3 Ways Liberals Will Attack Amy Coney Barrett’s Catholic Faith

COMMENTARY: If a religious believer like Amy Coney Barrett is nominated to replace Ruth Bader Ginsburg on the Supreme Court, the secular dogma will live loudly in the public discourse.

(photo: Wikimedia Commons)

According to “insiders” and the betting markets, which are probably more reliable, Amy Coney Barrett may be nominated to replace Ruth Bader Ginsburg on the Supreme Court. President Trump says he’ll announce his choice on Friday or Saturday, and that it’ll be a woman.

If he nominates Barrett, liberals and pro-choicers will tell the world that she’ll impose her religion on the country.

She’s too religious, they’ll say. She won’t be fair or neutral. She won’t respect the law. She’ll deny the separation of church and state. She’ll try to impose Catholic belief. She won’t obey the First Amendment and its promise of religious freedom. And so on.
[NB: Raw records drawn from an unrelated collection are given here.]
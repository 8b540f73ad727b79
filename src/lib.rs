//! distmap - declarative remote field resolution
//!
//! Models declare which of their fields are resolved by other services.
//! A [`mapping::DistributedMapper`] discovers those fields, batches them by
//! dependency order and resolution tag, and writes the returned values back.
//! Remote services answer with projection expressions compiled from a small
//! expression language.
//!
//! - [`expression`]: tokenizer, parser and AST of the expression language
//! - [`compiler`]: accessor and document backends for parsed expressions
//! - [`model`]: type models and dependency graphs of resolvable fields
//! - [`mapping`]: the distributed mapping orchestrator
//! - [`pipeline`], [`handler`], [`wire`]: request/response plumbing
//! - [`transport`], [`storage`]: in-process transports and a reference store
//! - [`supervision`]: connection and server supervision

pub mod compiler;
pub mod config;
pub mod expression;
pub mod handler;
pub mod mapping;
pub mod model;
pub mod pipeline;
pub mod storage;
pub mod supervision;
pub mod transport;
pub mod utils;
pub mod wire;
I don’t believe they’re really very worried about that. She’s a constitutional “originalist,” and they don’t want that. They don’t want anyone the president will appoint. But religion is a great stick to beat her with, because she’s serious about it. When you believe something so public as the Catholic faith, and associate yourself with something so big as the Catholic Church, you give your critics lots to hit you with. 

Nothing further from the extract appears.